A recent randomised control trial published by Messier et al in The Journal of the American Medical Association (JAMA) demonstrated that patients completing a community-based diet and exercise program lost significantly more weight, had a smaller waist circumference, demonstrated significant improvements in the Western Ontario and McMaster Universities Arthritis Index (WOMAC) function score and performed better on the six-minute walk test.20 However, they found that at 18 months after the program, the improvement in pain scores remained similar to that of the control group. Several points distinguish this population from our own, including that most patients participating in the trial have ‘mild’ baseline pain (defined as WOMAC <8). As discussed above, patients with less severe symptoms benefit less from such interventions, and this might partially explain their findings. Their patients also had mixed levels of adherence to the interventions prescribed, something that might reflect the difficulty in maintaining these kinds of lifestyle modifications in this patient population over long follow-up periods and might reflect bias in our data by not including patients who did not complete the intervention. We believe that despite the findings of their study, we have enough robust data to support the efficacy of such an intervention, although longer-term follow-up is required.
The main strength of this study is the large sample size, with this study currently representing the largest analysis in its field to date. This increases the generalisability of the results, although only including privately insured patients in the study might limit the applicability of the results to other populations, with potential differences in socioeconomic status or health literacy.

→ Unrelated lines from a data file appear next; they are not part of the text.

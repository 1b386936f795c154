//! Short-ID addressing for tasks.
//!
//! [`TaskIdResolver`] keeps one prefix trie per user plus a trie over the
//! whole population, so that resolving without a user pools matches across
//! every owner. The index is rebuilt wholesale by
//! [`TaskIdResolver::update_tasks`] and swapped in under a write lock.

mod trie;

use crate::resolution::{self, ResolutionError};
use crate::task::domain::{Task, TaskId};
use crate::user::domain::UserId;
use parking_lot::RwLock;
use std::collections::{BTreeMap, HashMap};
use tracing::debug;
use trie::TrieNode;

#[derive(Debug, Default)]
struct ResolverIndex {
    all: TrieNode,
    by_user: HashMap<UserId, TrieNode>,
    owners: HashMap<TaskId, UserId>,
}

impl ResolverIndex {
    fn build<'a>(tasks: impl Iterator<Item = &'a Task>) -> Self {
        let mut index = Self::default();
        for task in tasks {
            if index
                .owners
                .insert(task.id().clone(), task.user_id().clone())
                .is_some()
            {
                continue;
            }
            index.all.insert(task.id());
            index
                .by_user
                .entry(task.user_id().clone())
                .or_default()
                .insert(task.id());
        }
        index
    }

    fn owned_by(&self, id: &TaskId, user_id: &UserId) -> bool {
        self.owners.get(id) == Some(user_id)
    }
}

fn resolve_in(trie: Option<&TrieNode>, partial: &str) -> Result<TaskId, ResolutionError> {
    let candidates: Vec<&TaskId> = trie
        .and_then(|node| node.find(partial))
        .map(TrieNode::candidates)
        .unwrap_or_default()
        .iter()
        .collect();
    resolution::decide(partial, candidates, |id| id.as_str()).cloned()
}

fn prefixes_of<'a>(
    trie: &TrieNode,
    ids: impl Iterator<Item = &'a TaskId>,
) -> BTreeMap<TaskId, String> {
    ids.filter_map(|id| {
        trie.minimum_unique_prefix(id)
            .map(|prefix| (id.clone(), prefix))
    })
    .collect()
}

/// Resolver from partial task identifiers to stored ones.
#[derive(Debug, Default)]
pub struct TaskIdResolver {
    index: RwLock<ResolverIndex>,
}

impl TaskIdResolver {
    /// Creates an empty resolver.
    #[must_use]
    pub fn new() -> Self {
        Self::default()
    }

    /// Replaces the indexed population.
    ///
    /// Absent entries are skipped; a repeated identifier is indexed once,
    /// under its first owner.
    pub fn update_tasks<'a, I, T>(&self, tasks: I)
    where
        I: IntoIterator<Item = T>,
        T: Into<Option<&'a Task>>,
    {
        let rebuilt = ResolverIndex::build(
            tasks
                .into_iter()
                .filter_map(Into::<Option<&'a Task>>::into),
        );
        debug!(
            tasks = rebuilt.owners.len(),
            users = rebuilt.by_user.len(),
            "rebuilt task identifier index"
        );
        *self.index.write() = rebuilt;
    }

    /// Resolves `partial` across every user's tasks.
    ///
    /// A full stored identifier is returned as-is; otherwise matching is a
    /// case-insensitive prefix walk.
    ///
    /// # Errors
    ///
    /// Returns [`ResolutionError::EmptyIdentifier`],
    /// [`ResolutionError::NotFound`], or [`ResolutionError::Ambiguous`] with
    /// the sorted matching identifiers.
    pub fn resolve_task_id(&self, partial: &str) -> Result<TaskId, ResolutionError> {
        let trimmed = non_empty(partial)?;
        let index = self.index.read();
        if let Some((id, _)) = index.owners.get_key_value(trimmed) {
            return Ok(id.clone());
        }
        resolve_in(Some(&index.all), trimmed)
    }

    /// Resolves `partial` among the tasks owned by `user_id`.
    ///
    /// A full identifier owned by someone else is not returned directly;
    /// it goes through the user's own trie like any other input.
    ///
    /// # Errors
    ///
    /// As for [`TaskIdResolver::resolve_task_id`].
    pub fn resolve_task_id_for_user(
        &self,
        partial: &str,
        user_id: &UserId,
    ) -> Result<TaskId, ResolutionError> {
        let trimmed = non_empty(partial)?;
        let index = self.index.read();
        if let Some((id, owner)) = index.owners.get_key_value(trimmed)
            && owner == user_id
        {
            return Ok(id.clone());
        }
        resolve_in(index.by_user.get(user_id), trimmed)
    }

    /// Returns the shortest prefix that resolves to `id` across all users.
    ///
    /// # Errors
    ///
    /// Returns [`ResolutionError::NotFound`] when `id` is not indexed.
    pub fn get_minimum_unique_prefix(&self, id: &TaskId) -> Result<String, ResolutionError> {
        self.index
            .read()
            .all
            .minimum_unique_prefix(id)
            .ok_or_else(|| ResolutionError::NotFound(id.to_string()))
    }

    /// Returns the shortest prefix that resolves to `id` within `user_id`'s
    /// tasks.
    ///
    /// # Errors
    ///
    /// Returns [`ResolutionError::NotFound`] when `id` is not indexed for
    /// that user.
    pub fn get_minimum_unique_prefix_for_user(
        &self,
        id: &TaskId,
        user_id: &UserId,
    ) -> Result<String, ResolutionError> {
        let index = self.index.read();
        index
            .by_user
            .get(user_id)
            .filter(|_| index.owned_by(id, user_id))
            .and_then(|trie| trie.minimum_unique_prefix(id))
            .ok_or_else(|| ResolutionError::NotFound(id.to_string()))
    }

    /// Maps every indexed identifier to its minimum unique prefix.
    #[must_use]
    pub fn list_tasks_with_prefixes(&self) -> BTreeMap<TaskId, String> {
        let index = self.index.read();
        prefixes_of(&index.all, index.owners.keys())
    }

    /// Maps each of `user_id`'s identifiers to its per-user minimum unique
    /// prefix.
    #[must_use]
    pub fn list_tasks_with_prefixes_for_user(&self, user_id: &UserId) -> BTreeMap<TaskId, String> {
        let index = self.index.read();
        let Some(trie) = index.by_user.get(user_id) else {
            return BTreeMap::new();
        };
        let owned = index
            .owners
            .iter()
            .filter(|(_, owner)| *owner == user_id)
            .map(|(id, _)| id);
        prefixes_of(trie, owned)
    }

    /// Best-effort suggestions: identifiers starting with `partial`,
    /// case-insensitively, sorted and truncated to `max_suggestions`.
    #[must_use]
    pub fn suggest_similar_ids(
        &self,
        partial: &str,
        user_id: Option<&UserId>,
        max_suggestions: usize,
    ) -> Vec<String> {
        let index = self.index.read();
        let ids = index
            .owners
            .iter()
            .filter(|(_, owner)| user_id.is_none_or(|wanted| wanted == *owner))
            .map(|(id, _)| id.as_str());
        resolution::suggest_by_prefix(partial.trim(), ids, max_suggestions)
    }

    /// Returns whether `id` is indexed.
    #[must_use]
    pub fn contains(&self, id: &TaskId) -> bool {
        self.index.read().owners.contains_key(id)
    }

    /// Returns the number of indexed identifiers.
    #[must_use]
    pub fn len(&self) -> usize {
        self.index.read().owners.len()
    }

    /// Returns whether nothing is indexed.
    #[must_use]
    pub fn is_empty(&self) -> bool {
        self.index.read().owners.is_empty()
    }
}

fn non_empty(partial: &str) -> Result<&str, ResolutionError> {
    let trimmed = partial.trim();
    if trimmed.is_empty() {
        return Err(ResolutionError::EmptyIdentifier);
    }
    Ok(trimmed)
}
//! Shared test helpers for in-memory integration tests.

use std::collections::BTreeMap;
use std::sync::Arc;

use mockable::DefaultClock;
use rstest::fixture;
use tasker::config::LifecycleConfig;
use tasker::task::{
    adapters::memory::InMemoryTaskRepository,
    domain::{Task, TaskId},
    services::{AddTaskRequest, TaskLifecycleService},
};
use tasker::user::{
    adapters::memory::InMemoryUserRepository,
    domain::UserId,
    services::{CreateUserRequest, UserRegistryService},
};

/// Lifecycle service wired to in-memory repositories.
pub type Lifecycle =
    TaskLifecycleService<InMemoryTaskRepository, InMemoryUserRepository, DefaultClock>;

/// Lifecycle and registry services sharing one user repository.
pub struct Stack {
    /// Task lifecycle service.
    pub lifecycle: Arc<Lifecycle>,
    /// User registration service.
    pub registry: UserRegistryService<InMemoryUserRepository>,
}

impl Stack {
    /// Wires both services with the given lifecycle configuration.
    #[must_use]
    pub fn new(config: LifecycleConfig) -> Self {
        let users = Arc::new(InMemoryUserRepository::new());
        let lifecycle = TaskLifecycleService::new(
            Arc::new(InMemoryTaskRepository::new()),
            Arc::clone(&users),
            Arc::new(DefaultClock),
        )
        .with_config(config);
        Self {
            lifecycle: Arc::new(lifecycle),
            registry: UserRegistryService::new(users),
        }
    }

    /// Registers a user named `name` and returns its identifier.
    ///
    /// # Errors
    ///
    /// Returns an error if registration fails.
    pub async fn user(&self, name: &str) -> eyre::Result<UserId> {
        let email = format!("{}@example.com", name.to_lowercase());
        let user = self
            .registry
            .create_user(CreateUserRequest::new(email, name))
            .await?;
        Ok(user.id().clone())
    }

    /// Adds an Inbox task for `owner`.
    ///
    /// # Errors
    ///
    /// Returns an error if the lifecycle service rejects the task.
    pub async fn add(&self, owner: &UserId, name: &str) -> eyre::Result<Task> {
        Ok(self
            .lifecycle
            .add_task(AddTaskRequest::new(owner.clone(), name))
            .await?)
    }
}

/// Provides a stack with default configuration.
#[fixture]
pub fn stack() -> Stack {
    Stack::new(LifecycleConfig::default())
}

/// Checks that every inflow has a matching outflow and vice versa.
///
/// # Errors
///
/// Returns an error naming the first asymmetric edge.
pub fn ensure_edges_symmetric(tasks: &[Task]) -> eyre::Result<()> {
    let by_id: BTreeMap<&TaskId, &Task> = tasks.iter().map(|task| (task.id(), task)).collect();
    for task in tasks {
        for inflow in task.inflows() {
            let upstream = by_id
                .get(inflow)
                .ok_or_else(|| eyre::eyre!("inflow {inflow} of {} is missing", task.id()))?;
            eyre::ensure!(
                upstream.outflows().contains(task.id()),
                "{inflow} lacks outflow to {}",
                task.id()
            );
        }
        for outflow in task.outflows() {
            let downstream = by_id
                .get(outflow)
                .ok_or_else(|| eyre::eyre!("outflow {outflow} of {} is missing", task.id()))?;
            eyre::ensure!(
                downstream.inflows().contains(task.id()),
                "{outflow} lacks inflow from {}",
                task.id()
            );
        }
    }
    Ok(())
}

This study does have limitations. The short-term follow-up period, with data only available up to 18 weeks, means we are unable to ascertain whether the results are sustainable. In addition to weight loss, the program included strength, balance and mobility exercises, and it is possible that these exercises contributed to the improvement observed. The exercise and psychosocial support aspects of this program might also account for some of the symptom improvement. However, research from the field of bariatric surgery, where patients are not provided any supplementary interventions, supports our use of weight loss as the measure of success leading to symptomatic improvements. Weight loss is hypothesised to reduce inflammation and have positive structural effects on cartilage.12,21 The use of KOOS as a measure means the results are based on patient self-reported outcome measures, which are subjective. As only patients who completed the program were included in the study, there is the potential for biased results.
Future studies in this field should include longer-term follow-up to ascertain whether the results are sustainable. One question of interest is progression to arthroplasty, although these therapies are often not mutually exclusive and, instead, might be complementary.
Conclusion
This study demonstrates that weight loss achieved through the OAHWFL program results in a meaningful change in knee osteoarthritis symptoms. We found that the greater the weight loss achieved, the greater the improvement seen, with baseline weight having no effect on the magnitude of the outcome. This study highlights the benefit of weight loss, diet and exercise for those with severe pain, as these patients saw greater improvement in their symptoms than those with more mild symptoms. These are important, clinically relevant messages that can be relayed to patients suffering from this ubiquitous disease.